MDBU

Clinical data
- Other names: MDBU; 3,4-Methylenedioxy-N-butylamphetamine; N-Butyl-MDA
- Routes of administration: Oral
- ATC code: None;

Pharmacokinetic data
- Duration of action: Unknown

Identifiers
- IUPAC name N-[1-(2H-1,3-benzodioxol-5-yl)propan-2-yl]butan-1-amine;
- CAS Number: 74698-38-7;
- PubChem CID: 16206440;
- ChemSpider: 17334605;
- UNII: 934E9JU8H5;
- CompTox Dashboard (EPA): DTXSID40583322 ;

Chemical and physical data
- Formula: C_{14}H_{21}NO_{2}
- Molar mass: 235.327 g·mol^{−1}
- 3D model (JSmol): Interactive image;
- SMILES C1=C2C(=CC=C1CC(C)NCCCC)OCO2;
- InChI InChI=1S/C14H21NO2/c1-3-4-7-15-11(2)8-12-5-6-13-14(9-12)17-10-16-13/h5-6,9,11,15H,3-4,7-8,10H2,1-2H3; Key:RDXVRDCQDITVDV-UHFFFAOYSA-N;

= Methylenedioxybutylamphetamine =

MDBU, also known as 3,4-methylenedioxy-N-butylamphetamine or as N-butyl-MDA, is a lesser-known drug.
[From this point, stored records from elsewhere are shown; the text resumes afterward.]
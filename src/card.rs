use serde::{Deserialize, Serialize};
use serde_json::{Map, Value};

/// Fields scraped from one listing tile or one detail page. Never persisted
/// as-is; it only feeds the merge step.
#[derive(Debug, Clone, Default, PartialEq, Eq)]
pub struct SourceRecord {
    pub name: String,
    pub number: Option<String>,
    pub set_name: Option<String>,
    pub set_code: Option<String>,
    pub image_url: Option<String>,
    pub card_type: Option<String>,
    pub rarity: Option<String>,
    pub text: Option<String>,
    pub keywords: Vec<String>,
    pub cost: Option<i64>,
    pub attack: Option<i64>,
    pub health: Option<i64>,
    /// Detail page this record came from or links to, if known.
    pub url: Option<String>,
}

impl SourceRecord {
    pub fn new(name: impl Into<String>) -> Self {
        Self {
            name: name.into(),
            ..Self::default()
        }
    }
}

/// One card of the on-disk dataset.
///
/// The JSON object is kept whole so keys this crate doesn't know about, and
/// their order, survive a rewrite untouched. Accessors cover the paths the
/// enrichment reads and fills; `id` has no setter.
#[derive(Debug, Clone, Default, PartialEq, Serialize, Deserialize)]
#[serde(transparent)]
pub struct StoredRecord(Map<String, Value>);

impl StoredRecord {
    pub fn from_value(value: Value) -> Option<Self> {
        match value {
            Value::Object(map) => Some(Self(map)),
            _ => None,
        }
    }

    pub fn as_json(&self) -> &Map<String, Value> {
        &self.0
    }

    pub fn id(&self) -> Option<&str> {
        self.0.get("id").and_then(Value::as_str)
    }

    pub fn name(&self) -> Option<&str> {
        self.0.get("name").and_then(Value::as_str)
    }

    /// `set.number`, stringified when stored as a JSON number.
    pub fn set_number(&self) -> Option<String> {
        match self.set_field("number")? {
            Value::Null => None,
            Value::String(s) => Some(s.clone()),
            other => Some(other.to_string()),
        }
    }

    pub fn get(&self, key: &str) -> Option<&Value> {
        self.0.get(key)
    }

    pub fn set_field(&self, key: &str) -> Option<&Value> {
        self.nested("set", key)
    }

    pub fn image_field(&self, key: &str) -> Option<&Value> {
        self.nested("image", key)
    }

    pub(crate) fn nested(&self, object: &str, key: &str) -> Option<&Value> {
        self.0.get(object)?.as_object()?.get(key)
    }

    pub(crate) fn put(&mut self, key: &str, value: Value) {
        debug_assert_ne!(key, "id");
        self.0.insert(key.to_string(), value);
    }

    /// Writes `object.key`, creating the object (or replacing a non-object
    /// placeholder such as `null`) when needed.
    pub(crate) fn put_nested(&mut self, object: &str, key: &str, value: Value) {
        let slot = self
            .0
            .entry(object.to_string())
            .or_insert_with(|| Value::Object(Map::new()));
        if !slot.is_object() {
            *slot = Value::Object(Map::new());
        }
        if let Value::Object(map) = slot {
            map.insert(key.to_string(), value);
        }
    }
}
It is the N-butyl derivative of 3,4-methylenedioxyamphetamine (MDA).

==Use and effects==
In his book PiHKAL (Phenethylamines I Have Known and Loved), Alexander Shulgin lists MDBU's minimum dose as 40 mg orally and its duration as unknown. MDBU produced few to no effects at tested doses.

==Chemistry==
===Synthesis===
The chemical synthesis of MDBU has been described.